# Leaves on almond trees on January 5th?



## HarryVanderpool (Apr 11, 2005)

Some of my friends driving on I-5 in northern California in the general area of my almond orchards, headed down to the ABF convention report seeing leaves appearing on some almond trees today.
Of course, this would be 45 days earlier than I have ever seen.
Any explanations?
Did the trees not get the needed chill period?
Have you seen this before and if so how did it affect bloom?
Thanx!


----------



## loggermike (Jul 23, 2000)

*Re: Leaves on almond trees on February 5th?*

lol


----------



## BeeGhost (May 7, 2011)

*Re: Leaves on almond trees on February 5th?*

I seen leaves on trees as well between Williams and Dunnigan when coming back from duck hunting.


----------



## loggermike (Jul 23, 2000)

*Re: Leaves on almond trees on February 5th?*

New leaves or old ones still hanging on? New leaves seems bizarre.


----------



## 707tothe907 (Mar 20, 2014)

*Re: Leaves on almond trees on February 5th?*

I've seen them too, as well as when coming back from waterfowl hunting. To anyone that is alarmed, not every tree has leaves on it. There are just a few patches of trees starting to leaf up, but it is not an incredible amount.


----------



## enjambres (Jun 30, 2013)

*Re: Leaves on almond trees on February 5th?*

Perhaps some trees are reacting to the recent rains after the long drought. It's possible that some drought-induced dormancy took the place of the normal chill-induced dormancy this year.

Enj.


----------



## JRG13 (May 11, 2012)

*Re: Leaves on almond trees on February 5th?*

Those are the old leaves, hasn't been cold or windy enough to get them to drop. Most in the valley have finally cleared up mostly with the frosts and wind last week.


----------



## BeeGhost (May 7, 2011)

*Re: Leaves on almond trees on February 5th?*



707tothe907 said:


> I've seen them too, as well as when coming back from waterfowl hunting. To anyone that is alarmed, not every tree has leaves on it. There are just a few patches of trees starting to leaf up, but it is not an incredible amount.
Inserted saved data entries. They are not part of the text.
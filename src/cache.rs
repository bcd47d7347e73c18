//! Write-back sector cache
//!
//! Every mounted FAT12 volume owns one of these. Sector contents are kept in
//! 512-byte blocks behind an LRU map; reads and writes go through typed
//! closures so on-disk structures can be overlaid in place. A block is
//! written back when it is evicted, when the cache is synced, or when it is
//! dropped.

use alloc::{sync::Arc, vec, vec::Vec};
use lru::LruCache;
use spin::RwLock;

use crate::device::BlockDevice;
use crate::{FsError, SECTOR_CACHE_LIMIT, SECTOR_SIZE};

pub trait Cache {
    /// The read-only mapper to the cached sector
    ///
    /// - `offset`: offset in cache
    /// - `f`: a closure to read
    fn read<T, V>(&self, offset: usize, f: impl FnOnce(&T) -> V) -> V;
    /// The mutable mapper to the cached sector
    ///
    /// - `offset`: offset in cache
    /// - `f`: a closure to write
    fn modify<T, V>(&mut self, offset: usize, f: impl FnOnce(&mut T) -> V) -> V;
    /// Write the cached sector back if it was modified
    fn sync(&mut self) -> Result<(), FsError>;
}

pub struct SectorBlock {
    cache: Vec<u8>,
    // the sector id on the device, not within the cluster
    sector_id: usize,
    device: Arc<dyn BlockDevice>,
    modified: bool,
}

impl core::fmt::Debug for SectorBlock {
    fn fmt(&self, f: &mut core::fmt::Formatter<'_>) -> core::fmt::Result {
        f.debug_struct("SectorBlock")
            .field("sector_id", &self.sector_id)
            .field("modified", &self.modified)
            .finish()
    }
}

impl SectorBlock {
    // load a sector from the device
    pub fn new(sector_id: usize, device: Arc<dyn BlockDevice>) -> Result<Self, FsError> {
        let mut cache = vec![0u8; SECTOR_SIZE];
        if device.read_sectors(sector_id as u32, &mut cache)? != 1 {
            return Err(FsError::DeviceError);
        }
        Ok(Self {
            cache,
            sector_id,
            device,
            modified: false,
        })
    }

    fn addr_of_offset(&self, offset: usize) -> usize {
        &self.cache[offset] as *const _ as usize
    }

    fn get_ref<T>(&self, offset: usize) -> &T
    where
        T: Sized,
    {
        let type_size = core::mem::size_of::<T>();
        assert!(offset + type_size <= SECTOR_SIZE);
        let addr = self.addr_of_offset(offset);
        unsafe { &*(addr as *const T) }
    }

    fn get_mut<T>(&mut self, offset: usize) -> &mut T
    where
        T: Sized,
    {
        let type_size = core::mem::size_of::<T>();
        assert!(offset + type_size <= SECTOR_SIZE);
        self.modified = true;
        let addr = self.addr_of_offset(offset);
        unsafe { &mut *(addr as *mut T) }
    }
}

impl Cache for SectorBlock {
    fn read<T, V>(&self, offset: usize, f: impl FnOnce(&T) -> V) -> V {
        f(self.get_ref(offset))
    }

    fn modify<T, V>(&mut self, offset: usize, f: impl FnOnce(&mut T) -> V) -> V {
        f(self.get_mut(offset))
    }

    fn sync(&mut self) -> Result<(), FsError> {
        if self.modified {
            if self
                .device
                .write_sectors(self.sector_id as u32, &self.cache)?
                != 1
            {
                return Err(FsError::DeviceError);
            }
            self.modified = false;
        }
        Ok(())
    }
}

impl Drop for SectorBlock {
    fn drop(&mut self) {
        // Last chance to get a modified sector out; a device failure here has
        // no caller left to report to.
        if self.sync().is_err() {
            log::warn!("sector {} lost on drop", self.sector_id);
        }
    }
}

pub struct SectorCache {
    device: Arc<dyn BlockDevice>,
    lru: LruCache<usize, Arc<RwLock<SectorBlock>>>,
}

impl SectorCache {
    pub fn new(device: Arc<dyn BlockDevice>) -> Self {
        Self {
            device,
            // eviction is handled by hand so a full cache can sync first
            lru: LruCache::unbounded(),
        }
    }

    /// Get a cached sector by id, loading it on a miss.
    pub fn get(&mut self, sector_id: usize) -> Result<Arc<RwLock<SectorBlock>>, FsError> {
        if let Some(pair) = self.lru.get(&sector_id) {
            return Ok(Arc::clone(pair));
        }

        if self.lru.len() == SECTOR_CACHE_LIMIT {
            if let Some((_, lru_block)) = self.lru.pop_lru() {
                lru_block.write().sync()?;
            }
        }

        let block = Arc::new(RwLock::new(SectorBlock::new(
            sector_id,
            Arc::clone(&self.device),
        )?));
        self.lru.put(sector_id, Arc::clone(&block));
        Ok(block)
    }

    /// Write every modified cached sector back to the device.
    pub fn sync_all(&mut self) -> Result<(), FsError> {
        for (_, block) in self.lru.iter() {
            block.write().sync()?;
        }
        Ok(())
    }
}

#[cfg(test)]
mod tests {
    use super::*;
    use crate::device::MemDisk;

    #[test]
    fn write_back_on_sync() {
        let disk = Arc::new(MemDisk::new(8));
        let mut cache = SectorCache::new(disk.clone());

        let block = cache.get(2).unwrap();
        block.write().modify(0, |bytes: &mut [u8; 4]| {
            bytes.copy_from_slice(&[1, 2, 3, 4]);
        });
        drop(block);

        // Not yet on the device.
        let mut raw = [0u8; SECTOR_SIZE];
        disk.read_sectors(2, &mut raw).unwrap();
        assert_eq!(&raw[..4], &[0, 0, 0, 0]);

        cache.sync_all().unwrap();
        disk.read_sectors(2, &mut raw).unwrap();
        assert_eq!(&raw[..4], &[1, 2, 3, 4]);
    }

    #[test]
    fn read_your_writes_through_cache() {
        let disk = Arc::new(MemDisk::new(8));
        let mut cache = SectorCache::new(disk);

        cache.get(0).unwrap().write().modify(10, |b: &mut u8| *b = 0x42);
        let seen = cache.get(0).unwrap().read().read(10, |b: &u8| *b);
        assert_eq!(seen, 0x42);
    }

    #[test]
    fn eviction_flushes_lru_block() {
        let disk = Arc::new(MemDisk::new((SECTOR_CACHE_LIMIT + 8) as u32));
        let mut cache = SectorCache::new(disk.clone());

        cache.get(0).unwrap().write().modify(0, |b: &mut u8| *b = 0x99);
        // Touch enough other sectors to push sector 0 out.
        for id in 1..=SECTOR_CACHE_LIMIT {
            cache.get(id).unwrap();
        }

        let mut raw = [0u8; SECTOR_SIZE];
        disk.read_sectors(0, &mut raw).unwrap();
        assert_eq!(raw[0], 0x99);
    }

    #[test]
    fn out_of_range_sector_is_device_error() {
        let disk = Arc::new(MemDisk::new(4));
        let mut cache = SectorCache::new(disk);
        assert_eq!(cache.get(100).unwrap_err(), FsError::DeviceError);
    }
}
Where were you hunting at? We have a club out of Colusa...............and some dirtbags just broke into all our trailers between Sunday night and Monday night. I hate thieves.


----------



## 707tothe907 (Mar 20, 2014)

*Re: Leaves on almond trees on February 5th?*



BeeGhost said:


> Where were you hunting at? We have a club out of Colusa...............and some dirtbags just broke into all our trailers between Sunday night and Monday night. I hate thieves.


I hunt property next to the Sacramento refuge 90% of the time and Richmond property next to the Colusa refuge the other 10%. The theives have been in full force this year. Stealing from Duck hunters during winter, beehives during spring....

And just putting 2 and 2 together here.... Is your name Tule on another forum?


----------



## BeeGhost (May 7, 2011)

*Re: Leaves on almond trees on February 5th?*



707tothe907 said:


> Is your name Tule on another forum?


Yup, sure is!!! Whats your name over there?


----------



## JWChesnut (Jul 31, 2013)

*Re: Leaves on almond trees on February 5th?*

No sign of early bud in Southern Kern. Last summers leaves were still on the trees at x-mas. The freeze of New Years knocked a lot down. This pix taken of a Paramount orchard today (1/9/15) on Old River Rd, east of Maricopa.


----------



## Seven Hills (Apr 7, 2011)

*Re: Leaves on almond trees on February 5th?*

There are no leaves until after bloom


----------